An X-ray crystal structure solved by a University at Buffalo chemistry professor has been chosen as one of the world’s top 10 molecular structures ever solved.

The list was compiled by the science and technology magazine of the American Chemical Society, Chemical & Engineering News (C&E News), to celebrate the 100 anniversary of X-ray crystallography, the technique that gave scientists their first peek into the atomic world.

In the Aug. 11 issue of C&E News, the editors wrote that choosing 10 favorite X-ray crystal studies was tough. “That’s no easy task: there are now nearly 1 million to choose from. But we persevered. We zeroed in on a handful that answered pressing chemical questions of their day.”

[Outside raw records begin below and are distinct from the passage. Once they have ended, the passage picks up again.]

//! Human-readable dumps of BCHIR images
//!
//! Renders per-instruction disassembly with annotation hints and section
//! dumps for classes, pools and the default-function table. Backs the
//! `-print-bchir` debug output; nothing here is normative for execution.

use std::fs;
use std::io::{self, Write};
use std::path::PathBuf;

use bchir_bytecode::{
    Bchir, DefaultFunctionKind, Definition, IntrinsicKind, OpCode, OverflowStrategy, Pc,
    TypeKind, Word,
};

use crate::interp::GlobalOptions;

/// Split a mangled name into its qualifier and item parts
///
/// `std.core::Exception::toString` becomes `("std.core::Exception",
/// "toString")`; names without a qualifier keep an empty first component.
/// A trailing parameter list is dropped.
pub fn demangle_name(mangled: &str) -> (String, String) {
    let trimmed = mangled.strip_suffix("()").unwrap_or(mangled);
    match trimmed.rfind("::") {
        Some(pos) => (trimmed[..pos].to_string(), trimmed[pos + 2..].to_string()),
        None => (String::new(), trimmed.to_string()),
    }
}

/// Open the debug dump file `<output>/BCHIR_Debug/<package>_<stage>.bchir`
pub fn bchir_output_file(
    options: &GlobalOptions,
    package: &str,
    stage: &str,
) -> io::Result<fs::File> {
    let dir: PathBuf = options.output_dir.join("BCHIR_Debug");
    fs::create_dir_all(&dir)?;
    fs::File::create(dir.join(format!("{}_{}.bchir", package, stage)))
}

/// Renders one image to a writer
pub struct Printer<'a> {
    bchir: &'a Bchir,
}

impl<'a> Printer<'a> {
    /// Create a printer over `bchir`
    pub fn new(bchir: &'a Bchir) -> Self {
        Self { bchir }
    }

    /// Print the whole image under a header line
    pub fn print(&self, header: &str, out: &mut dyn Write) -> io::Result<()> {
        writeln!(out, "+++ {}", header)?;
        if self.bchir.linked().size() > 0 {
            writeln!(out, "====== Linked bytecode ======")?;
            self.print_definition(self.bchir.linked(), out)?;
        } else {
            writeln!(out, "====== Global vars before linkage ======")?;
            for (mangled, def) in self.bchir.global_vars() {
                writeln!(out, "---- {}", mangled)?;
                self.print_definition(def, out)?;
            }
            writeln!(out, "====== Functions before linkage ======")?;
            for (mangled, def) in self.bchir.functions() {
                writeln!(out, "---- {}", mangled)?;
                self.print_definition(def, out)?;
            }
        }
        self.print_sections(out)
    }

    fn print_sections(&self, out: &mut dyn Write) -> io::Result<()> {
        writeln!(out, "====== Default functions ======")?;
        writeln!(out, "main mangled name: {}", self.bchir.main_mangled_name())?;
        writeln!(out, "main expected arguments: {}", self.bchir.main_expected_args())?;
        if self.bchir.linked().size() > 0 {
            for kind in DefaultFunctionKind::ALL {
                writeln!(out, "{}: {}", kind.name(), self.bchir.default_function_pc(kind))?;
            }
        }
        if !self.bchir.strings().is_empty() {
            writeln!(out, "====== Strings ======")?;
            for (i, s) in self.bchir.strings().iter().enumerate() {
                writeln!(out, "{}: {:?}", i, s)?;
            }
        }
        if !self.bchir.types().is_empty() {
            writeln!(out, "====== Types ======")?;
            for (i, ty) in self.bchir.types().iter().enumerate() {
                writeln!(out, "{}: {} ({})", i, ty.name, ty.kind.name())?;
            }
        }
        if !self.bchir.file_names().is_empty() {
            writeln!(out, "====== Source files ======")?;
            for (i, f) in self.bchir.file_names().iter().enumerate() {
                writeln!(out, "{}: {}", i, f)?;
            }
        }
        if !self.bchir.class_table().is_empty() {
            writeln!(out, "====== Classes ======")?;
            let mut ids: Vec<_> = self.bchir.class_table().keys().copied().collect();
            ids.sort_unstable();
            for id in ids {
                let info = self.bchir.class(id);
                let mut supers: Vec<_> = info.super_classes.iter().copied().collect();
                supers.sort_unstable();
                writeln!(out, "class {} ({})", id, info.mangled_name)?;
                writeln!(out, "  superclasses: {:?}", supers)?;
                let mut methods: Vec<_> = info.vtable.iter().collect();
                methods.sort_by_key(|(m, _)| **m);
                for (method, pc) in methods {
                    writeln!(out, "  method {} -> {}", method, pc)?;
                }
                if info.finalizer_pc != 0 {
                    writeln!(out, "  finalizer -> {}", info.finalizer_pc)?;
                }
            }
        }
        Ok(())
    }

    /// Disassemble one definition
    pub fn print_definition(&self, def: &Definition, out: &mut dyn Write) -> io::Result<()> {
        let mut i: Pc = 0;
        while (i as usize) < def.size() {
            let word = def.get(i);
            let Some(op) = OpCode::from_u32(word) else {
                writeln!(out, "{:6}  <bad opcode {:#x}>", i, word)?;
                i += 1;
                continue;
            };
            let (args, len) = self.render_args(def, i, op);
            let mut line = format!("{:6}  {}", i, op.name());
            if !args.is_empty() {
                line.push(' ');
                line.push_str(&args);
            }
            if let Some(annot) = self.render_annotations(def, i) {
                line.push_str("    ; ");
                line.push_str(&annot);
            }
            writeln!(out, "{}", line)?;
            i += len;
        }
        Ok(())
    }

    fn render_annotations(&self, def: &Definition, idx: Pc) -> Option<String> {
        let mangled = def.mangled_name_annotation(idx);
        let pos = def.code_position_annotation(idx);
        if mangled.is_none() && pos.is_zero() {
            return None;
        }
        let mut parts = Vec::new();
        if let Some(mangled) = mangled {
            parts.push(mangled.to_string());
        }
        if !pos.is_zero() {
            let file = self
                .bchir
                .file_names()
                .get(pos.file_id as usize)
                .map(String::as_str)
                .unwrap_or("?");
            parts.push(format!("{}:{}:{}", file, pos.line, pos.column));
        }
        Some(parts.join(", "))
    }

    /// Rendered operand text plus the instruction's full length in words
    fn render_args(&self, def: &Definition, i: Pc, op: OpCode) -> (String, Pc) {
        use OpCode::*;
        let fixed = op.width() + op.has_exception_handler() as Pc;
        let handler = |def: &Definition| {
            format!("handler -> {}", def.get(i + op.width()))
        };
        match op {
            Uint64 | Uintnat => (format!("{}", def.get_u64(i + 1)), fixed),
            Int64 | Intnat => (format!("{}", def.get_u64(i + 1) as i64), fixed),
            Float16 | Float32 => (format!("{}", f32::from_bits(def.get(i + 1))), fixed),
            Float64 => (format!("{}", f64::from_bits(def.get_u64(i + 1))), fixed),
            Int8 => (format!("{}", def.get(i + 1) as i8), fixed),
            Int16 => (format!("{}", def.get(i + 1) as i16), fixed),
            Int32 => (format!("{}", def.get(i + 1) as i32), fixed),
            Rune => {
                let v = def.get(i + 1);
                let rendered = match char::from_u32(v) {
                    Some(c) if (' '..='~').contains(&c) => format!("r'{}'", c),
                    _ => format!("r'\\u{{{:x}}}'", v),
                };
                (rendered, fixed)
            }
            Bool => ((def.get(i + 1) != 0).to_string(), fixed),
            String => {
                let idx = def.get(i + 1) as usize;
                let text = self
                    .bchir
                    .strings()
                    .get(idx)
                    .map(std::string::String::as_str)
                    .unwrap_or("?");
                (format!("{} ({:?})", idx, text), fixed)
            }
            UnNeg | UnNegExc | UnInc | UnDec | UnNot | UnBitnot | BinAdd | BinAddExc | BinSub
            | BinSubExc | BinMul | BinMulExc | BinDiv | BinDivExc | BinMod | BinModExc
            | BinExp | BinExpExc | BinLt | BinGt | BinLe | BinGe | BinEqual | BinNoteq
            | BinBitand | BinBitor | BinBitxor => {
                let mut text = format!(
                    "{} {}",
                    kind_label(def.get(i + 1)),
                    strat_label(def.get(i + 2))
                );
                if op.has_exception_handler() {
                    text.push_str(&format!(" {}", handler(def)));
                }
                (text, fixed)
            }
            BinLshift | BinLshiftExc | BinRshift | BinRshiftExc => {
                let mut text = format!(
                    "{} {} rhs:{}",
                    kind_label(def.get(i + 1)),
                    strat_label(def.get(i + 2)),
                    kind_label(def.get(i + 3))
                );
                if op.has_exception_handler() {
                    text.push_str(&format!(" {}", handler(def)));
                }
                (text, fixed)
            }
            Typecast | TypecastExc => {
                let mut text = format!(
                    "{} -> {} {}",
                    kind_label(def.get(i + 1)),
                    kind_label(def.get(i + 2)),
                    strat_label(def.get(i + 3))
                );
                if op.has_exception_handler() {
                    text.push_str(&format!(" {}", handler(def)));
                }
                (text, fixed)
            }
            Intrinsic0 | Intrinsic0Exc => {
                let mut text = intrinsic_label(def.get(i + 1));
                if op.has_exception_handler() {
                    text.push_str(&format!(" {}", handler(def)));
                }
                (text, fixed)
            }
            Intrinsic1 | Intrinsic1Exc => {
                let mut text =
                    format!("{} ty:{}", intrinsic_label(def.get(i + 1)), def.get(i + 2));
                if op.has_exception_handler() {
                    text.push_str(&format!(" {}", handler(def)));
                }
                (text, fixed)
            }
            Intrinsic2 | Intrinsic2Exc => {
                let mut text = format!(
                    "{} ty:{} {}",
                    intrinsic_label(def.get(i + 1)),
                    def.get(i + 2),
                    strat_label(def.get(i + 3))
                );
                if op.has_exception_handler() {
                    text.push_str(&format!(" {}", handler(def)));
                }
                (text, fixed)
            }
            Switch => {
                let cases = def.get(i + 2);
                let mut text = format!("{} cases:{}", kind_label(def.get(i + 1)), cases);
                for c in 0..cases {
                    text.push_str(&format!(" {}", def.get_u64(i + 3 + c * 2) as i64));
                }
                let targets_base = i + 3 + cases * 2;
                text.push_str(&format!(" default -> {}", def.get(targets_base)));
                for c in 0..cases {
                    text.push_str(&format!(" -> {}", def.get(targets_base + 1 + c)));
                }
                (text, 4 + cases * 3)
            }
            FieldTpl | GetRef | StoreInRef => {
                let path_len = def.get(i + 1);
                let mut text = format!("path:{}", path_len);
                for p in 0..path_len {
                    text.push_str(&format!(" {}", def.get(i + 2 + p)));
                }
                (text, 2 + path_len)
            }
            _ => {
                // generic rendering: raw operand words, then the handler
                let mut text = std::string::String::new();
                for a in 1..op.width() {
                    if !text.is_empty() {
                        text.push(' ');
                    }
                    text.push_str(&def.get(i + a).to_string());
                }
                if op.has_exception_handler() {
                    if !text.is_empty() {
                        text.push(' ');
                    }
                    text.push_str(&handler(def));
                }
                (text, fixed)
            }
        }
    }
}

fn kind_label(word: Word) -> String {
    TypeKind::from_u32(word).map_or_else(|| format!("kind?{}", word), |k| k.name().to_string())
}

fn strat_label(word: Word) -> String {
    OverflowStrategy::from_u32(word)
        .map_or_else(|| format!("strat?{}", word), |s| s.name().to_string())
}

fn intrinsic_label(word: Word) -> String {
    IntrinsicKind::from_u32(word)
        .map_or_else(|| format!("intrinsic?{}", word), |k| k.name().to_string())
}

#[cfg(test)]
mod tests {
    use super::*;

    #[test]
    fn test_demangle_name() {
        assert_eq!(
            demangle_name("std.core::Exception::toString"),
            ("std.core::Exception".to_string(), "toString".to_string())
        );
        assert_eq!(demangle_name("main"), (String::new(), "main".to_string()));
        assert_eq!(
            demangle_name("pkg::f()"),
            ("pkg".to_string(), "f".to_string())
        );
    }

    #[test]
    fn test_print_simple_function() {
        let mut bchir = Bchir::new("test");
        let mut def = Definition::new();
        def.push_op(OpCode::Frame);
        def.push(0);
        def.push_op(OpCode::Int64);
        def.push_u64(42);
        def.push_op(OpCode::Return);
        def.add_mangled_name_annotation(0, "pkg::f");
        bchir.add_function("pkg::f", def);

        let mut out = Vec::new();
        Printer::new(&bchir).print("pre-link", &mut out).unwrap();
        let text = String::from_utf8(out).unwrap();
        assert!(text.contains("pkg::f"));
        assert!(text.contains("FRAME"));
        assert!(text.contains("INT64 42"));
        assert!(text.contains("RETURN"));
    }

    #[test]
    fn test_print_arith_immediates() {
        let mut bchir = Bchir::new("test");
        let mut def = Definition::new();
        def.push_op(OpCode::BinAdd);
        def.push(TypeKind::Int32 as Word);
        def.push(OverflowStrategy::Wrapping as Word);
        bchir.add_function("pkg::f", def);

        let mut out = Vec::new();
        Printer::new(&bchir).print("pre-link", &mut out).unwrap();
        let text = String::from_utf8(out).unwrap();
        assert!(text.contains("BIN_ADD Int32 WRAPPING"));
    }

    #[test]
    fn test_print_switch_layout() {
        let mut bchir = Bchir::new("test");
        let mut def = Definition::new();
        def.push_op(OpCode::Switch);
        def.push(TypeKind::Int64 as Word);
        def.push(2); // cases
        def.push_u64(1);
        def.push_u64(5);
        def.push(90); // default
        def.push(91);
        def.push(92);
        def.push_op(OpCode::Exit);
        bchir.add_function("pkg::f", def);

        let mut out = Vec::new();
        Printer::new(&bchir).print("pre-link", &mut out).unwrap();
        let text = String::from_utf8(out).unwrap();
        assert!(text.contains("SWITCH Int64 cases:2 1 5 default -> 90 -> 91 -> 92"));
        // the decoder walked past the variable-length tail
        assert!(text.contains("EXIT"));
    }
}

The editors chose the work of Distinguished Research Professor of Chemistry Philip Coppens from the 1990s because it ushered in a new era of X-ray crystallographic research, allowing chemists to study short-lived, excited-state molecules. Until that point, the technique had only allowed scientists to study molecules when they were inactive. Because molecules often pass through excited states just before reacting, they were of special interest to chemists.

A few months ago, Coppens was contacted by a C&E News editor.

“I was called for some information for an issue highlighting a hundred years of crystallography,” says Coppens, “but I was not told in what context. I only found that my structure was in the top 10 when some friends in Europe, who received the issue earlier, wrote to congratulate me.

“What did I think? Well, I knew that we were attempting things that had not been done before and which would be important, because the excited states we wanted to probe were structurally unknown and very reactive precursors in chemical reactions,” he recalls. “But I did not expect that we would be quoted on par with the DNA double helix, transfer RNA and other structures of such importance.”

In the early 1990s, Coppens and his UB colleagues completed what was believed to be the first, structural study of an excited molecule, providing scientists with a glimpse of the distortions that a molecule undergoes in the milliseconds or nanoseconds before it reacts chemically. Coppens and colleagues studied sodium nitroprusside, primarily because its presumed electronic excited state lasts for hours, far longer than other molecules, when the crystal is cooled to very low temperatures. They found that in its excited state, the molecule underwent a number of important structural changes. The 1994 achievement, published in the Journal of the American Chemical Society, was reported as the first X-ray crystallographic solution of a molecule in its excited state.